_Records supplied_
↓
//! Read-only projections over the history store, the lifecycle evaluator and the wallet.
//!
//! Queries never mutate anything; the pending set is consulted only to annotate views.

use serde::Serialize;
use std::collections::BTreeMap;
use crate::core::history::{scan, scan_all, ClaimRecord, ScanQuery};
use crate::core::lifecycle::{expires_in, ClaimStatus};
use crate::core::name::Name;
use crate::core::script::{ClaimOp, Destination};
use crate::core::Registry;
use crate::error::{RegistryError, Result};

/// A claim record as shown to users.
#[derive(Debug, Clone, PartialEq, Eq, Serialize)]
pub struct ClaimView {
    pub name: String,
    pub value: String,
    pub txid: String,
    pub height: u64,
    /// Destination of the claim output, when the owning transaction is known.
    pub address: Option<String>,
    pub expires_in: i64,
    pub expired: bool,
    /// An operation on the name is in flight.
    pub pending: bool,
}

/// A claim held (or given away) by this wallet.
#[derive(Debug, Clone, PartialEq, Eq, Serialize)]
pub struct OwnedClaimView {
    #[serde(flatten)]
    pub claim: ClaimView,
    /// The last operation paid the claim to a destination outside this wallet.
    pub transferred: bool,
}

#[derive(Debug, Clone, Default)]
pub struct FilterQuery {
    /// Regular expression searched in names. Empty matches every name.
    pub pattern: String,
    /// Only names updated within this many blocks; `None` uses the configured default,
    /// zero is unbounded.
    pub max_age: Option<u64>,
    pub from: usize,
    pub count: Option<usize>,
    pub stats_only: bool,
}

#[derive(Debug, Clone, PartialEq, Eq, Serialize)]
pub struct FilterEntry {
    pub name: String,
    #[serde(skip_serializing_if = "Option::is_none")]
    pub value: Option<String>,
    #[serde(skip_serializing_if = "Option::is_none")]
    pub expires_in: Option<i64>,
    pub expired: bool,
}

#[derive(Debug, Clone, PartialEq, Eq, Serialize)]
#[serde(untagged)]
pub enum FilterResult {
    Entries(Vec<FilterEntry>),
    Stats { blocks: u64, count: usize },
}

/// One record of `scan`. Expired records hide their value, as in `filter`.
#[derive(Debug, Clone, PartialEq, Eq, Serialize)]
pub struct ScanEntry {
    pub name: String,
    #[serde(skip_serializing_if = "Option::is_none")]
    pub value: Option<String>,
    pub txid: String,
    pub height: u64,
    #[serde(skip_serializing_if = "Option::is_none")]
    pub expires_in: Option<i64>,
    pub expired: bool,
}

impl Registry {
    /// Most recent record of `name`. `NotFound` if the name has no record.
    pub fn show(&self, name: &Name) -> Result<ClaimView> {
        let history = self.store.read_history(name)?;
        let record = history
            .last()
            .ok_or_else(|| RegistryError::NotFound(name.to_string()))?;
        let current = self.chain.current_height()?;
        self.view(record, current, self.pending.has_pending(name))
    }

    /// Every record of `name`, oldest first.
    pub fn history(&self, name: &Name) -> Result<Vec<ClaimView>> {
        let history = self.store.read_history(name)?;
        let current = self.chain.current_height()?;
        let pending = self.pending.has_pending(name);
        let last = history.len().saturating_sub(1);
        history
            .iter()
            .enumerate()
            .map(|(i, record)| self.view(record, current, pending && i == last))
            .collect()
    }

    /// Derived status of `name`.
    pub fn status(&self, name: &Name) -> Result<ClaimStatus> {
        let current = self.chain.current_height()?;
        self.status_at(name, current)
    }

    /// Claims this wallet created, latest indexed operation per name, sorted by name.
    pub fn list_mine(&self) -> Result<Vec<OwnedClaimView>> {
        let current = self.chain.current_height()?;
        let mut latest: BTreeMap<Name, (ClaimRecord, Destination)> = BTreeMap::new();

        for tx in self.wallet.my_transactions() {
            let Some(claim) = tx.claim_output() else {
                continue;
            };
            let name = match &claim.op {
                ClaimOp::Activate { name, .. } | ClaimOp::Update { name, .. } => name.clone(),
                ClaimOp::Reserve { .. } => continue,
            };
            let history = self.history_or_empty(&name)?;
            let Some(record) = history.into_iter().find(|r| r.txid == tx.txid) else {
                continue;
            };
            let newer = latest
                .get(&name)
                .map_or(true, |(current, _)| record.height >= current.height);
            if newer {
                latest.insert(name, (record, claim.destination));
            }
        }

        latest
            .into_iter()
            .map(|(name, (record, destination))| {
                let mut claim = self.view(&record, current, self.pending.has_pending(&name))?;
                claim.address = Some(destination.to_string());
                Ok(OwnedClaimView { claim, transferred: !self.wallet.is_mine(&destination) })
            })
            .collect()
    }

    /// Names whose most recent record matches `query`, in scan order.
    pub fn filter(&self, query: &FilterQuery) -> Result<FilterResult> {
        let current = self.chain.current_height()?;
        let max_age = query.max_age.unwrap_or(self.config.filter_max_age);
        let scan_query = ScanQuery {
            pattern: query.pattern.clone(),
            max_age,
            current_height: current,
            offset: query.from,
            limit: query.count,
        };
        let chain = &self.chain;
        let depth = |h| chain.expiration_depth(h);

        if query.stats_only {
            let mut count = 0;
            for entry in scan(self.store.as_ref(), &scan_query)? {
                entry?;
                count += 1;
            }
            return Ok(FilterResult::Stats { blocks: current, count });
        }

        let mut entries = Vec::new();
        for entry in scan(self.store.as_ref(), &scan_query)? {
            let (name, record) = entry?;
            let left = expires_in(&record, current, depth);
            let expired = left <= 0;
            entries.push(FilterEntry {
                name: name.to_string_lossy(),
                value: (!expired).then(|| String::from_utf8_lossy(&record.value).into_owned()),
                expires_in: (!expired).then_some(left),
                expired,
            });
        }
        Ok(FilterResult::Entries(entries))
    }

    /// Every record of names at or after `start`, up to `max_count` (configured default
    /// when `None`).
    pub fn scan(&self, start: Option<&Name>, max_count: Option<usize>) -> Result<Vec<ScanEntry>> {
        let current = self.chain.current_height()?;
        let max_count = max_count.unwrap_or(self.config.scan_max_count);
        let chain = &self.chain;
        Ok(scan_all(self.store.as_ref(), start, max_count)?
            .into_iter()
            .map(|record| {
                let left = expires_in(&record, current, |h| chain.expiration_depth(h));
                let expired = left <= 0;
                ScanEntry {
                    name: record.name.to_string_lossy(),
                    value: (!expired).then(|| String::from_utf8_lossy(&record.value).into_owned()),
                    txid: record.txid.to_hex(),
                    height: record.height,
                    expires_in: (!expired).then_some(left),
                    expired,
                }
            })
            .collect())
    }

    fn view(&self, record: &ClaimRecord, current: u64, pending: bool) -> Result<ClaimView> {
        let chain = &self.chain;
        let left = expires_in(record, current, |h| chain.expiration_depth(h));
        let address = self
            .chain
            .get_transaction(&record.txid)?
            .and_then(|(tx, _)| tx.claim_output())
            .map(|claim| claim.destination.to_string());
        Ok(ClaimView {
            name: record.name.to_string_lossy(),
            value: String::from_utf8_lossy(&record.value).into_owned(),
            txid: record.txid.to_hex(),
            height: record.height,
            address,
            expires_in: left,
            expired: left <= 0,
            pending,
        })
    }
}

#[cfg(test)]
mod tests {
    use super::*;
    use crate::config::RegistryConfig;
    use crate::core::fee::{Amount, LinearFeeSchedule, COIN};
    use crate::core::history::MemoryHistoryStore;
    use crate::core::ledger::{MemoryLedger, MemoryWallet};
    use crate::core::machine::{ActivateRequest, UpdateRequest};
    use crate::core::script::KeyId;
    use std::sync::Arc;
    use crate::core::chain::ChainView;

    struct Fixture {
        ledger: Arc<MemoryLedger>,
        registry: Registry,
    }

    fn fixture() -> Fixture {
        let ledger = Arc::new(MemoryLedger::with_params(100, LinearFeeSchedule::default(), |_| 50));
        let wallet = Arc::new(MemoryWallet::generate(ledger.clone(), Amount::new(100 * COIN)).unwrap());
        let registry = Registry::new(RegistryConfig::default(), ledger.clone(), wallet, Arc::new(MemoryHistoryStore::new()));
        Fixture { ledger, registry }
    }

    impl Fixture {
        fn mine(&self) {
            self.registry.handle_event(self.ledger.mine_block()).unwrap();
        }

        fn claim(&self, name: &str, value: &str) {
            let name = Name::new(name).unwrap();
            self.registry.reserve(&name).unwrap();
            self.mine();
            self.registry.activate(ActivateRequest::new(name, value)).unwrap();
            self.mine();
        }
    }

    fn name(s: &str) -> Name {
        Name::new(s).unwrap()
    }

    #[test]
    fn test_show_and_history() {
        let f = fixture();
        assert!(matches!(f.registry.show(&name("bob")), Err(RegistryError::NotFound(_))));

        f.claim("bob", "hello");
        let view = f.registry.show(&name("bob")).unwrap();
        assert_eq!(view.name, "bob");
        assert_eq!(view.value, "hello");
        assert_eq!(view.expires_in, 50);
        assert!(!view.expired && !view.pending);
        assert!(view.address.unwrap().starts_with("key:"));

        f.registry.update(UpdateRequest::new(name("bob"), "world")).unwrap();
        let pending = f.registry.history(&name("bob")).unwrap();
        assert!(pending.last().unwrap().pending);
        f.mine();
        let values: Vec<String> = f.registry.history(&name("bob")).unwrap().into_iter().map(|v| v.value).collect();
        assert_eq!(values, vec!["hello", "world"]);
    }

    #[test]
    fn test_status_transitions() {
        let f = fixture();
        assert_eq!(f.registry.status(&name("bob")).unwrap(), ClaimStatus::Unclaimed);
        f.claim("bob", "hello");
        assert!(f.registry.status(&name("bob")).unwrap().is_active());
        f.ledger.advance(50);
        assert!(matches!(f.registry.status(&name("bob")).unwrap(), ClaimStatus::Expired(_)));
    }

    #[test]
    fn test_list_mine_marks_transfers() {
        let f = fixture();
        f.claim("alice", "a");
        f.claim("bob", "b");
        f.registry
            .update(UpdateRequest::new(name("bob"), "gone").transfer_to(Destination::KeyDestination(KeyId([4; 20]))))
            .unwrap();
        // unconfirmed updates are not listed yet
        let before = f.registry.list_mine().unwrap();
        assert_eq!(before.iter().map(|c| c.claim.value.as_str()).collect::<Vec<_>>(), vec!["a", "b"]);
        f.mine();

        let mine = f.registry.list_mine().unwrap();
        assert_eq!(mine.len(), 2);
        assert_eq!(mine[0].claim.name, "alice");
        assert!(!mine[0].transferred);
        assert_eq!(mine[1].claim.value, "gone");
        assert!(mine[1].transferred);
    }

    #[test]
    fn test_filter_entries_and_stats() {
        let f = fixture();
        f.claim("alpha", "1");
        f.claim("beta", "2");
        f.claim("alps", "3");

        let result = f.registry.filter(&FilterQuery { pattern: "^al".into(), ..FilterQuery::default() }).unwrap();
        let FilterResult::Entries(entries) = result else { panic!("expected entries") };
        assert_eq!(entries.iter().map(|e| e.name.as_str()).collect::<Vec<_>>(), vec!["alpha", "alps"]);
        assert_eq!(entries[0].value.as_deref(), Some("1"));

        // stats report the chain height, not the age window
        let stats = f.registry.filter(&FilterQuery { stats_only: true, ..FilterQuery::default() }).unwrap();
        let height = f.ledger.current_height().unwrap();
        assert_eq!(height, 106);
        assert_eq!(stats, FilterResult::Stats { blocks: height, count: 3 });

        let page = f.registry.filter(&FilterQuery { from: 1, count: Some(1), ..FilterQuery::default() }).unwrap();
        let FilterResult::Entries(page) = page else { panic!("expected entries") };
        assert_eq!(page.len(), 1);
        assert_eq!(page[0].name, "alps");

        assert!(matches!(
            f.registry.filter(&FilterQuery { pattern: "[".into(), ..FilterQuery::default() }),
            Err(RegistryError::InvalidPattern(_))
        ));
    }

    #[test]
    fn test_filter_hides_expired_values() {
        let f = fixture();
        f.claim("bob", "hello");
        f.ledger.advance(60);
        let result = f.registry.filter(&FilterQuery { max_age: Some(0), ..FilterQuery::default() }).unwrap();
        let FilterResult::Entries(entries) = result else { panic!("expected entries") };
        assert_eq!(entries.len(), 1);
        assert!(entries[0].expired);
        assert!(entries[0].value.is_none());
        assert!(entries[0].expires_in.is_none());

        // the default max age still covers it, a short one does not
        let aged = f.registry.filter(&FilterQuery { max_age: Some(10), ..FilterQuery::default() }).unwrap();
        assert_eq!(aged, FilterResult::Entries(vec![]));
    }

    #[test]
    fn test_scan_all_records() {
        let f = fixture();
        f.claim("alice", "a1");
        f.claim("bob", "b1");
        f.registry.update(UpdateRequest::new(name("alice"), "a2")).unwrap();
        f.mine();

        let all = f.registry.scan(None, None).unwrap();
        assert_eq!(
            all.iter().map(|e| e.value.as_deref().unwrap()).collect::<Vec<_>>(),
            vec!["a1", "a2", "b1"]
        );
        let from_b = f.registry.scan(Some(&name("b")), Some(10)).unwrap();
        assert_eq!(from_b.len(), 1);
        assert_eq!(from_b[0].name, "bob");
    }

    #[test]
    fn test_scan_hides_expired_values() {
        let f = fixture();
        f.claim("alice", "old");
        // alice is claimed at 102 and expires at 152; bob is claimed at 154
        f.ledger.advance(50);
        f.claim("bob", "fresh");

        let all = f.registry.scan(None, None).unwrap();
        assert_eq!(all.len(), 2);
        assert_eq!(all[0].name, "alice");
        assert!(all[0].expired);
        assert!(all[0].value.is_none());
        assert!(all[0].expires_in.is_none());
        assert_eq!(all[1].value.as_deref(), Some("fresh"));
        assert_eq!(all[1].expires_in, Some(50));

        let json = serde_json::to_value(&all[0]).unwrap();
        assert!(json.get("value").is_none());
    }
}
↑
_Task goal_
Each line from the top of the data, up to and including the line that contains "use std::collections::BTreeMap;", should be set down exactly.

_Exercise answer_
//! Read-only projections over the history store, the lifecycle evaluator and the wallet.
//!
//! Queries never mutate anything; the pending set is consulted only to annotate views.

use serde::Serialize;
use std::collections::BTreeMap;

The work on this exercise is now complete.